YOUR GOAL: Count the lines below that contain the word "axis", and give only that number.

[Saved data entries]
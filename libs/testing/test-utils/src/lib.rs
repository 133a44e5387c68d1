//! Shared test utilities for pipeline crates
//!
//! This crate provides reusable test infrastructure:
//! - `TestNats`: NATS container with JetStream and automatic cleanup (feature: "nats")
//! - `TestDataBuilder`: Deterministic mail ids, point ids and embeddings (always available)
//! - `assertions`: Custom assertion helpers (always available)
//!
//! # Usage
//!
//! ```rust
//! use test_utils::TestDataBuilder;
//!
//! let builder = TestDataBuilder::from_test_name("fetch_returns_neighbours");
//! let mail_id = builder.mail_id(1);
//! let embedding = builder.embedding(8, 1);
//! assert_eq!(embedding.len(), 8);
//! # let _ = mail_id;
//! ```
//!
//! ## NATS Testing
//!
//! Add `features = ["nats"]` to your dev-dependencies:
//!
//! ```toml
//! [dev-dependencies]
//! test-utils = { workspace = true, features = ["nats"] }
//! ```

use uuid::Uuid;

#[cfg(feature = "nats")]
mod nats;

#[cfg(feature = "nats")]
pub use nats::TestNats;

/// Builder for test data with deterministic randomization
///
/// This ensures tests are reproducible by using seeded data.
pub struct TestDataBuilder {
    seed: u64,
}

impl TestDataBuilder {
    /// Create a new builder with a seed (for deterministic tests)
    pub fn new(seed: u64) -> Self {
        Self { seed }
    }

    /// Create from test name (generates seed from test name hash)
    ///
    /// This is the recommended way to create a builder for consistent test data.
    pub fn from_test_name(name: &str) -> Self {
        use std::collections::hash_map::DefaultHasher;
        use std::hash::{Hash, Hasher};

        let mut hasher = DefaultHasher::new();
        name.hash(&mut hasher);
        Self::new(hasher.finish())
    }

    /// Source-assigned mail identifier
    pub fn mail_id(&self, n: u32) -> String {
        format!("mail-{:x}-{n}", self.seed)
    }

    /// Conversation identifier shared by related mails
    pub fn thread_id(&self, n: u32) -> String {
        format!("thread-{:x}-{n}", self.seed)
    }

    /// Collection name unique to this test
    pub fn collection(&self, suffix: &str) -> String {
        format!("test-{}-{suffix}", self.seed)
    }

    /// Deterministic point identifier
    pub fn point_id(&self, n: u32) -> Uuid {
        let mut bytes = [0u8; 16];
        bytes[..8].copy_from_slice(&self.seed.to_le_bytes());
        bytes[8..12].copy_from_slice(&n.to_le_bytes());
        Uuid::from_bytes(bytes)
    }

    /// Vector of `dim` components with a single 1.0 on `axis`
    pub fn unit_vector(dim: usize, axis: usize) -> Vec<f32> {
        let mut vector = vec![0.0; dim];
        vector[axis % dim] = 1.0;
        vector
    }

    /// Deterministic pseudo-random embedding, normalized to unit length
    pub fn embedding(&self, dim: usize, n: u32) -> Vec<f32> {
        let mut state = self.seed ^ ((u64::from(n) << 32) | 0x9e37_79b9);
        let raw: Vec<f32> = (0..dim)
            .map(|_| {
                state = state
                    .wrapping_mul(6_364_136_223_846_793_005)
                    .wrapping_add(1_442_695_040_888_963_407);
                ((state >> 33) as f32 / (1u64 << 31) as f32) - 0.5
            })
            .collect();

        let norm = raw.iter().map(|x| x * x).sum::<f32>().sqrt();
        if norm == 0.0 {
            return Self::unit_vector(dim, 0);
        }
        raw.into_iter().map(|x| x / norm).collect()
    }
}

/// Test assertion helpers
pub mod assertions {
    use std::collections::HashSet;
    use std::hash::Hash;

    /// Assert that an optional value is Some
    pub fn assert_some<T>(value: Option<T>, context: &str) -> T {
        value.unwrap_or_else(|| panic!("{}: expected Some, got None", context))
    }

    /// Assert that no element appears in both collections
    pub fn assert_disjoint<T>(left: &[T], right: &[T], context: &str)
    where
        T: Eq + Hash + std::fmt::Debug,
    {
        let left: HashSet<&T> = left.iter().collect();
        let shared: Vec<&T> = right.iter().filter(|item| left.contains(item)).collect();
        assert!(
            shared.is_empty(),
            "{}: expected disjoint sets, shared {:?}",
            context,
            shared
        );
    }
}

#[cfg(test)]
mod tests {
    use super::*;

    #[test]
    fn test_data_builder_deterministic() {
        let builder1 = TestDataBuilder::new(42);
        let builder2 = TestDataBuilder::new(42);

        assert_eq!(builder1.point_id(1), builder2.point_id(1));
        assert_eq!(builder1.mail_id(3), builder2.mail_id(3));
        assert_eq!(builder1.embedding(16, 2), builder2.embedding(16, 2));
    }

    #[test]
    fn test_data_builder_different_names() {
        let builder1 = TestDataBuilder::from_test_name("test1");
        let builder2 = TestDataBuilder::from_test_name("test2");

        // Different test names should generate different data
        assert_ne!(builder1.point_id(0), builder2.point_id(0));
        assert_ne!(builder1.collection("mails"), builder2.collection("mails"));
    }

    #[test]
    fn test_embedding_is_unit_length() {
        let builder = TestDataBuilder::new(7);
        let embedding = builder.embedding(32, 5);
        let norm = embedding.iter().map(|x| x * x).sum::<f32>().sqrt();
        assert!((norm - 1.0).abs() < 1e-4);
        assert_ne!(embedding, builder.embedding(32, 6));
    }

    #[test]
    fn test_unit_vector() {
        assert_eq!(TestDataBuilder::unit_vector(3, 1), vec![0.0, 1.0, 0.0]);
    }

    #[test]
    #[should_panic(expected = "expected disjoint sets")]
    fn test_assert_disjoint_panics_on_overlap() {
        assertions::assert_disjoint(&["a", "b"], &["b", "c"], "batches");
    }
}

RESULT OF THE TASK: 3